The 77-year-old State Counsellor is reportedly being detained separately from other inmates in a specially designated building within a prison compound in Zabuthiri Township.
Her first court session at the site was conducted on Thursday, a Naypyitaw-based source told Myanmar Now on the condition of anonymity, and was related to military allegations that Suu Kyi violated the Official Secrets Act.
Previous sessions were held in a junta court also in Zabuthiri Township created for the purpose of hosting her trial.
Her lawyers were informed on Tuesday that the location for future hearings would be changed, the source said.
“The judge declared that a new building for the court [inside the prison] had been completed,” the individual told Myanmar Now.
A Burmese language report by Radio Free Asia reported that the junta had transferred Suu Kyi to the detention centre for “security reasons.”
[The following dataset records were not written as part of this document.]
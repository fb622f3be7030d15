//! LocalStorage 封装模块
//!
//! 使用 `web_sys::Storage` 实现会话令牌存储。

use credidesk::{ApiConfig, SessionStore, StorageError, StorageResult};

/// 以固定键名保存会话令牌的浏览器本地存储
#[derive(Debug, Clone)]
pub struct LocalStorage {
    key: String,
}

impl LocalStorage {
    pub fn new(key: impl Into<String>) -> Self {
        Self { key: key.into() }
    }

    /// 应用使用的会话令牌存储
    pub fn session() -> Self {
        Self::new(ApiConfig::default().token_key)
    }

    /// 获取 LocalStorage 实例
    fn storage() -> StorageResult<web_sys::Storage> {
        let window = web_sys::window().ok_or(StorageError::Unavailable)?;
        window
            .local_storage()
            .map_err(|e| StorageError::Operation(format!("{:?}", e)))?
            .ok_or(StorageError::Unavailable)
    }
}

impl SessionStore for LocalStorage {
    fn load(&self) -> StorageResult<Option<String>> {
        Self::storage()?
            .get_item(&self.key)
            .map_err(|e| StorageError::Operation(format!("{:?}", e)))
    }

    fn save(&self, token: &str) -> StorageResult<()> {
        Self::storage()?
            .set_item(&self.key, token)
            .map_err(|e| StorageError::Operation(format!("{:?}", e)))
    }

    fn clear(&self) -> StorageResult<()> {
        Self::storage()?
            .remove_item(&self.key)
            .map_err(|e| StorageError::Operation(format!("{:?}", e)))
    }
}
Media outlet Mizzima published a photo of a one-storey yellow brick building on Thursday afternoon, stating that Suu Kyi was being detained inside the prison at the site.
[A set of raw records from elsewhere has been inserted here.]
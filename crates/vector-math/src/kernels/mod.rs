// Copyright (c) 2025 Dimitris Kafetzis
//
// Licensed under the MIT License.
// See LICENSE file in the project root for full license information.
//
// SPDX-License-Identifier: MIT

//! Kernel dispatch layer.
//!
//! [`Kernels`] routes each primitive to one of two interchangeable
//! [`KernelBackend`] implementations — accelerated SIMD or portable scalar —
//! chosen once at construction from the cached capability flag. Entry points
//! validate operand shapes, resolve window offsets against the raw backing
//! arrays, and clamp every loop bound to the shorter of the two operands'
//! remaining lengths before handing equal-length slices to the backend.

mod scalar;
mod simd;

pub use scalar::ScalarKernels;

use std::sync::OnceLock;

use crate::caps;
use crate::error::KernelError;
use crate::tensor::Tensor;

/// A kernel implementation the dispatcher can route to.
///
/// Both slices handed to an implementation are pre-windowed to equal length;
/// backends never see offsets or limits. The accelerated backend supplied by
/// the platform must agree with [`ScalarKernels`] within floating-point
/// tolerance on every primitive.
pub trait KernelBackend: Send + Sync {
    /// Short diagnostic name of this backend.
    fn name(&self) -> &'static str;

    /// Σ `a[i] * b[i]` over the full (equal) length of both slices.
    fn dot_product(&self, a: &[f32], b: &[f32]) -> f32;

    /// In-place `a[i] += b[i]`.
    fn accumulate(&self, a: &mut [f32], b: &[f32]);

    /// In-place `y[i] = alpha * x[i] + y[i]`.
    fn saxpy(&self, alpha: f32, x: &[f32], y: &mut [f32]);
}

/// The kernel dispatcher.
///
/// Holds the backend selected at construction; all per-call branching is a
/// single virtual dispatch. Use [`Kernels::global`] for the process-wide
/// auto-detected instance, or [`Kernels::scalar`] to force the portable path
/// (useful as a test double and for bit-exact reproducibility).
pub struct Kernels {
    backend: &'static dyn KernelBackend,
}

static GLOBAL: OnceLock<Kernels> = OnceLock::new();

impl Kernels {
    /// Selects the accelerated backend when the capability probe reports
    /// support, the scalar backend otherwise.
    pub fn detect() -> Self {
        if caps::detect().simd {
            Self {
                backend: &simd::SIMD,
            }
        } else {
            Self::scalar()
        }
    }

    /// Forces the portable scalar backend regardless of hardware support.
    pub fn scalar() -> Self {
        Self {
            backend: &scalar::SCALAR,
        }
    }

    /// Constructs a dispatcher around an externally supplied backend.
    pub fn with_backend(backend: &'static dyn KernelBackend) -> Self {
        Self { backend }
    }

    /// Returns the process-wide auto-detected dispatcher.
    pub fn global() -> &'static Kernels {
        GLOBAL.get_or_init(Kernels::detect)
    }

    /// Returns the name of the active backend.
    pub fn backend_name(&self) -> &'static str {
        self.backend.name()
    }

    /// Dot product of two windows: Σ `a[a_offset + i] * b[b_offset + i]`
    /// for `i` in `[0, limit)`.
    ///
    /// `limit` is additionally clamped to the remaining length of both
    /// backing arrays; `limit == 0` returns `0.0`.
    ///
    /// # Errors
    /// Returns [`KernelError::DimsMismatch`] if the operands disagree on
    /// dimensionality.
    pub fn dot_product<A, B>(
        &self,
        a: &A,
        b: &B,
        a_offset: usize,
        b_offset: usize,
        limit: usize,
    ) -> Result<f32, KernelError>
    where
        A: Tensor + ?Sized,
        B: Tensor + ?Sized,
    {
        check_dims("dot_product", a, b)?;

        let a_arr = a.float_array();
        let b_arr = b.float_array();
        let ao = a.array_offset() + a_offset;
        let bo = b.array_offset() + b_offset;
        let n = limit
            .min(a_arr.len().saturating_sub(ao))
            .min(b_arr.len().saturating_sub(bo));
        if n == 0 {
            return Ok(0.0);
        }

        Ok(self.backend.dot_product(&a_arr[ao..ao + n], &b_arr[bo..bo + n]))
    }

    /// Dot product over `[0, limit)` of both windows.
    pub fn dot_product_from_start<A, B>(&self, a: &A, b: &B, limit: usize) -> Result<f32, KernelError>
    where
        A: Tensor + ?Sized,
        B: Tensor + ?Sized,
    {
        self.dot_product(a, b, 0, 0, limit)
    }

    /// In-place `a[i] += b[i]` over the common range of both windows.
    ///
    /// After mutating through the borrowed raw view, the destination's
    /// write-back hook is invoked with its array offset so copy-on-write
    /// backings can publish the change.
    ///
    /// # Errors
    /// Returns [`KernelError::SizeMismatch`] if the declared sizes differ and
    /// [`KernelError::UnsupportedRank`] unless both operands are 1-D.
    pub fn accumulate<A, B>(&self, a: &mut A, b: &B) -> Result<(), KernelError>
    where
        A: Tensor + ?Sized,
        B: Tensor + ?Sized,
    {
        if a.size() != b.size() {
            return Err(KernelError::SizeMismatch {
                op: "accumulate",
                lhs: a.size(),
                rhs: b.size(),
            });
        }
        check_dims("accumulate", a, b)?;
        if a.dims() != 1 {
            return Err(KernelError::UnsupportedRank {
                op: "accumulate",
                dims: a.dims(),
            });
        }

        let ao = a.array_offset();
        let bo = b.array_offset();
        {
            let b_arr = b.float_array();
            let a_arr = a.float_array_mut();
            let n = (a_arr.len().saturating_sub(ao)).min(b_arr.len().saturating_sub(bo));
            if n > 0 {
                self.backend
                    .accumulate(&mut a_arr[ao..ao + n], &b_arr[bo..bo + n]);
            }
        }
        a.commit(ao);
        Ok(())
    }

    /// In-place `y[y_offset + i] = alpha * x[x_offset + i] + y[y_offset + i]`
    /// for `i` in `[0, limit)`. Mutates only `y`.
    ///
    /// # Errors
    /// Returns [`KernelError::DimsMismatch`] if the operands disagree on
    /// dimensionality.
    pub fn saxpy<X, Y>(
        &self,
        alpha: f32,
        x: &X,
        y: &mut Y,
        x_offset: usize,
        y_offset: usize,
        limit: usize,
    ) -> Result<(), KernelError>
    where
        X: Tensor + ?Sized,
        Y: Tensor + ?Sized,
    {
        check_dims("saxpy", x, y)?;

        let xo = x.array_offset() + x_offset;
        let yo = y.array_offset() + y_offset;
        let x_arr = x.float_array();
        let y_arr = y.float_array_mut();
        let n = limit
            .min(x_arr.len().saturating_sub(xo))
            .min(y_arr.len().saturating_sub(yo));
        if n == 0 {
            return Ok(());
        }

        self.backend
            .saxpy(alpha, &x_arr[xo..xo + n], &mut y_arr[yo..yo + n]);
        Ok(())
    }

    /// In-place `y[y_offset + i] = x[x_offset + i] + beta * y[y_offset + i]`
    /// for `i` in `[0, limit)`. Mutates only `y`.
    ///
    /// This variant is scalar-only: no accelerated path exists for it, so it
    /// runs through the element accessors on every backend.
    ///
    /// # Errors
    /// Returns [`KernelError::DimsMismatch`] if the operands disagree on
    /// dimensionality.
    pub fn sxpby<X, Y>(
        &self,
        beta: f32,
        x: &X,
        y: &mut Y,
        x_offset: usize,
        y_offset: usize,
        limit: usize,
    ) -> Result<(), KernelError>
    where
        X: Tensor + ?Sized,
        Y: Tensor + ?Sized,
    {
        check_dims("sxpby", x, y)?;

        let n = limit
            .min(x.size().saturating_sub(x_offset))
            .min(y.size().saturating_sub(y_offset));

        for i in 0..n {
            let v = x.get(x_offset + i) + beta * y.get(y_offset + i);
            y.set(v, y_offset + i);
        }
        Ok(())
    }
}

fn check_dims<A, B>(op: &'static str, a: &A, b: &B) -> Result<(), KernelError>
where
    A: Tensor + ?Sized,
    B: Tensor + ?Sized,
{
    if a.dims() != b.dims() {
        return Err(KernelError::DimsMismatch {
            op,
            lhs: a.dims(),
            rhs: b.dims(),
        });
    }
    Ok(())
}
According to the BBC’s Burmese service, the military council arranged for Suu Kyi to have three attending female prison staff, and that she had not brought her beloved pet dog Taichido to the new location.
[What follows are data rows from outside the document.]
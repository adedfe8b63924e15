// Copyright (c) 2025 Dimitris Kafetzis
//
// Licensed under the MIT License.
// See LICENSE file in the project root for full license information.
//
// SPDX-License-Identifier: MIT

//! Dispatch-independent reductions: softmax, L1/L2 normalization, and cosine
//! similarity.
//!
//! These operate directly on buffers and windows without consulting the
//! kernel dispatcher. Windowed variants scan `[offset, size)` of the raw
//! backing array; slice variants cover the whole slice.

use crate::tensor::Tensor;

/// In-place numerically stable softmax over a tensor window.
///
/// Two passes over `[offset, size)` find the maximum and replace each element
/// with `exp(x - max)` while accumulating the sum. The final divide pass
/// spans `[0, size)` — the full buffer prefix, not just the window. Callers
/// that window softmax into the middle of a larger buffer must account for
/// the prefix being scaled as well.
pub fn softmax<T: Tensor + ?Sized>(t: &mut T) {
    let offset = t.array_offset();
    let size = t.size();
    let x = t.float_array_mut();
    if size == 0 || offset >= size {
        return;
    }

    // Find the max value (for numerical stability).
    let mut max_val = x[offset];
    for &v in &x[offset + 1..size] {
        if v > max_val {
            max_val = v;
        }
    }

    // Exp and sum.
    let mut sum = 0.0f32;
    for v in &mut x[offset..size] {
        *v = (*v - max_val).exp();
        sum += *v;
    }

    // Normalize. The divide pass walks [0, size), not [offset, size).
    for v in &mut x[..size] {
        *v /= sum;
    }
}

/// In-place L1 normalization of a tensor window: divides each element in
/// `[offset, size)` by the sum of absolute values over that range.
pub fn l1_normalize<T: Tensor + ?Sized>(t: &mut T) {
    let offset = t.array_offset();
    let size = t.size();
    let x = t.float_array_mut();
    if size == 0 || offset >= size {
        return;
    }

    let sum: f32 = x[offset..size].iter().map(|v| v.abs()).sum();
    for v in &mut x[offset..size] {
        *v /= sum;
    }
}

/// In-place L1 normalization of a flat buffer.
pub fn l1_normalize_slice(x: &mut [f32]) {
    let sum: f32 = x.iter().map(|v| v.abs()).sum();
    for v in x.iter_mut() {
        *v /= sum;
    }
}

/// In-place L2 normalization of a tensor window.
///
/// The sum of squares accumulates in `f64` and the square root is taken
/// before dividing back into single precision.
pub fn l2_normalize<T: Tensor + ?Sized>(t: &mut T) {
    let offset = t.array_offset();
    let size = t.size();
    let x = t.float_array_mut();
    if size == 0 || offset >= size {
        return;
    }

    let sum: f64 = x[offset..size].iter().map(|&v| f64::from(v) * f64::from(v)).sum();
    let magnitude = sum.sqrt();
    for v in &mut x[offset..size] {
        *v = (f64::from(*v) / magnitude) as f32;
    }
}

/// In-place L2 normalization of a flat buffer.
pub fn l2_normalize_slice(x: &mut [f32]) {
    let sum: f64 = x.iter().map(|&v| f64::from(v) * f64::from(v)).sum();
    let magnitude = sum.sqrt();
    for v in x.iter_mut() {
        *v = (f64::from(*v) / magnitude) as f32;
    }
}

/// Cosine similarity between two flat buffers.
///
/// A single pass accumulates the dot product and both squared magnitudes
/// simultaneously; the range clamps to the shorter of the two buffers.
pub fn cosine_similarity(a: &[f32], b: &[f32]) -> f32 {
    let mut dot = 0.0f32;
    let mut a_mag = 0.0f32;
    let mut b_mag = 0.0f32;
    for (&x, &y) in a.iter().zip(b.iter()) {
        dot += x * y;
        a_mag += x * x;
        b_mag += y * y;
    }
    (f64::from(dot) / (f64::from(a_mag).sqrt() * f64::from(b_mag).sqrt())) as f32
}

#[cfg(test)]
mod tests {
    use super::*;
    use crate::tensor::VecTensor;

    fn assert_close(a: f32, b: f32, tol: f32) {
        assert!((a - b).abs() < tol, "{a} vs {b}");
    }

    #[test]
    fn test_softmax_sums_to_one() {
        let mut t = VecTensor::from_vec(vec![1.0, 2.0, 3.0, 4.0, 5.0]);
        softmax(&mut t);
        let sum: f32 = t.float_array().iter().sum();
        assert_close(sum, 1.0, 1e-5);
    }

    #[test]
    fn test_softmax_uniform() {
        let mut t = VecTensor::from_vec(vec![1.0; 4]);
        softmax(&mut t);
        for &v in t.float_array() {
            assert_close(v, 0.25, 1e-6);
        }
    }

    #[test]
    fn test_softmax_shift_invariant() {
        let input = vec![0.5, -1.0, 2.0, 0.0];
        let mut base = VecTensor::from_vec(input.clone());
        let mut shifted = VecTensor::from_vec(input.iter().map(|v| v + 100.0).collect());
        softmax(&mut base);
        softmax(&mut shifted);
        for (a, b) in base.float_array().iter().zip(shifted.float_array()) {
            assert_close(*a, *b, 1e-5);
        }
    }

    #[test]
    fn test_softmax_numerical_stability() {
        // Values that would overflow exp() without the max subtraction.
        let mut t = VecTensor::from_vec(vec![1000.0, 1001.0, 1002.0]);
        softmax(&mut t);
        assert!(t.float_array().iter().all(|v| v.is_finite()));
        let sum: f32 = t.float_array().iter().sum();
        assert_close(sum, 1.0, 1e-5);
    }

    #[test]
    fn test_softmax_divide_spans_buffer_prefix() {
        // Window [offset=1, size=3): max = 1, exp(0) = 1 twice, sum = 2.
        // The divide pass also scales the prefix element at index 0.
        let mut t = VecTensor::window(vec![10.0, 1.0, 1.0], 1, 3, 1);
        softmax(&mut t);
        let x = t.float_array();
        assert_close(x[0], 5.0, 1e-6);
        assert_close(x[1], 0.5, 1e-6);
        assert_close(x[2], 0.5, 1e-6);
    }

    #[test]
    fn test_l1_normalize_sums_to_one() {
        let mut t = VecTensor::from_vec(vec![1.0, -2.0, 3.0]);
        l1_normalize(&mut t);
        let sum: f32 = t.float_array().iter().map(|v| v.abs()).sum();
        assert_close(sum, 1.0, 1e-6);
    }

    #[test]
    fn test_l1_normalize_slice() {
        let mut x = [2.0, 2.0];
        l1_normalize_slice(&mut x);
        assert_eq!(x, [0.5, 0.5]);
    }

    #[test]
    fn test_l2_normalize_unit_norm() {
        let mut t = VecTensor::from_vec(vec![3.0, 4.0]);
        l2_normalize(&mut t);
        let norm: f32 = t.float_array().iter().map(|v| v * v).sum::<f32>().sqrt();
        assert_close(norm, 1.0, 1e-6);
        assert_close(t.float_array()[0], 0.6, 1e-6);
        assert_close(t.float_array()[1], 0.8, 1e-6);
    }

    #[test]
    fn test_l2_normalize_windowed() {
        // Prefix outside the window is untouched.
        let mut t = VecTensor::window(vec![9.0, 3.0, 4.0], 1, 3, 1);
        l2_normalize(&mut t);
        let x = t.float_array();
        assert_eq!(x[0], 9.0);
        let norm: f32 = (x[1] * x[1] + x[2] * x[2]).sqrt();
        assert_close(norm, 1.0, 1e-6);
    }

    #[test]
    fn test_l2_normalize_slice() {
        let mut x = [1.0, 0.0, 0.0];
        l2_normalize_slice(&mut x);
        assert_eq!(x, [1.0, 0.0, 0.0]);
    }

    #[test]
    fn test_cosine_similarity_self() {
        let a = [0.3, -1.2, 4.5, 0.01];
        assert_close(cosine_similarity(&a, &a), 1.0, 1e-6);
    }

    #[test]
    fn test_cosine_similarity_orthogonal() {
        let a = [1.0, 0.0];
        let b = [0.0, 1.0];
        assert_close(cosine_similarity(&a, &b), 0.0, 1e-6);
    }

    #[test]
    fn test_cosine_similarity_opposite() {
        let a = [1.0, 2.0];
        let b = [-1.0, -2.0];
        assert_close(cosine_similarity(&a, &b), -1.0, 1e-6);
    }
}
During a previous period of detention under the rule of an earlier junta led by Than Shwe, Suu Kyi was placed under house arrest but briefly held at the notorious Insein Prison in Yangon.
It was still unclear at the time of reporting whether ousted President Win Myint, who was arrested with the State Counsellor last year, would also be moved to the same Zabuthiri Township prison. Like Suu Kyi, he has also been detained at an undisclosed location in Naypyitaw since being taken into junta custody on the morning of the February 2021 coup.
The BBC reported that the President would be summoned to the same prison court as Suu Kyi for hearings concerning electoral fraud charges that had been filed against them both.
The junta hit the State Counsellor with a slew of charges after her arrest, sentencing the leader of the elected National League for Democracy administration to a total of 11 years in prison for six of the 19 charges filed against her since the coup.
The offences for which she has already been convicted include incitement, the breaching of Covid-19 public health restrictions, the possession of unlicensed communications equipment, and corruption.
Calls to military spokesperson Gen Zaw Min Tun for information concerning Aung San Suu Kyi’s location went unanswered. Citing the general, junta mouthpieces on Thursday reported that she had been moved to the prison in accordance with criminal procedure because she had been convicted of the charges filed against her.
The junta has issued a gag order against the State Counsellor’s legal team in a bid to prevent updates about her case from reaching the public.